Ryle gained first-class honours at Queen’s College,
Oxford, and became a lecturer at Christ Church College in
1924. Throughout his career, which remained centred at
Oxford, he attempted—as Waynflete professor of metaphysical
philosophy (1945–68), in his writings, and as editor
(1948–71) of the journal Mind—to dissipate confusion arising
from the misapplication of language.
Ryle’s first book, The Concept of Mind (1949), is
considered a modern classic. In it he challenges the
traditional distinction between body and mind as delineated
by René Descartes. Traditional Cartesian dualism, Ryle says,
perpetrates a serious confusion when, looking beyond the
human body (which exists in space and is subject to
mechanical laws), it views the mind as an additional
mysterious thing not subject to observation or to mechanical
laws, rather than as the form or organizing principle of the
body. What Ryle deems to be logically incoherent dogma of
Cartesianism he labels as the doctrine of the
ghost-in-the-machine.
In Dilemmas (1954) Ryle analyzes propositions that appear
irreconcilable, as when free will is set in opposition to
the fatalistic view that future specific events are
inevitable.
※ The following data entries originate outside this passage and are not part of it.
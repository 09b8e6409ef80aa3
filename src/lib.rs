pub mod error;
pub mod models;
pub mod utils;
pub mod parser;
pub mod fdx;
pub mod renderer;
pub mod bridge;
pub mod api;
pub mod cli;

pub use error::{FdxError, FdxResult};

pub use models::{
    Screenplay,
    Section,
    TitlePage,
    Paragraph,
    TextRun,
    ElementType,
    Alignment,
    StyleFlags,
    ScriptToken,
    Conf,
};

pub use parser::{
    FountainParser,
    FountainScript,
};

pub use fdx::{
    decode,
    encode,
    normalize_self_closing,
};

pub use renderer::{
    render,
    render_with,
};

pub use bridge::from_fountain;

pub use api::{
    parse_fountain,
    fountain_to_screenplay,
    fdx_to_fountain,
    fountain_to_fdx,
    fdx_to_json,
};

/// 命令行工具 `--license` 输出的许可证文本
pub const LICENSE_TEXT: &str = "\
fdx_fountain, Final Draft XML and Fountain screenplay conversion

Copyright (c) 2026, the fdx_fountain authors
All rights reserved.

Redistribution and use in source and binary forms, with or without
modification, are permitted provided that the following conditions are met:

1. Redistributions of source code must retain the above copyright notice, this
   list of conditions and the following disclaimer.

2. Redistributions in binary form must reproduce the above copyright notice,
   this list of conditions and the following disclaimer in the documentation
   and/or other materials provided with the distribution.

3. Neither the name of the copyright holder nor the names of its
   contributors may be used to endorse or promote products derived from
   this software without specific prior written permission.

THIS SOFTWARE IS PROVIDED BY THE COPYRIGHT HOLDERS AND CONTRIBUTORS \"AS IS\"
AND ANY EXPRESS OR IMPLIED WARRANTIES, INCLUDING, BUT NOT LIMITED TO, THE
IMPLIED WARRANTIES OF MERCHANTABILITY AND FITNESS FOR A PARTICULAR PURPOSE ARE
DISCLAIMED. IN NO EVENT SHALL THE COPYRIGHT HOLDER OR CONTRIBUTORS BE LIABLE
FOR ANY DIRECT, INDIRECT, INCIDENTAL, SPECIAL, EXEMPLARY, OR CONSEQUENTIAL
DAMAGES (INCLUDING, BUT NOT LIMITED TO, PROCUREMENT OF SUBSTITUTE GOODS OR
SERVICES; LOSS OF USE, DATA, OR PROFITS; OR BUSINESS INTERRUPTION) HOWEVER
CAUSED AND ON ANY THEORY OF LIABILITY, WHETHER IN CONTRACT, STRICT LIABILITY,
OR TORT (INCLUDING NEGLIGENCE OR OTHERWISE) ARISING IN ANY WAY OUT OF THE USE
OF THIS SOFTWARE, EVEN IF ADVISED OF THE POSSIBILITY OF SUCH DAMAGE.";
He believed that the dilemmas posed by these
seemingly contradictory propositions could be resolved only
by viewing them as the result of conceptual confusion
between the language of logic and the language of events.
Among his other well-known books are Philosophical
Arguments (1945), A Rational Animal (1962), Plato’s Progress
(1966), and The Thinking of Thoughts (1968).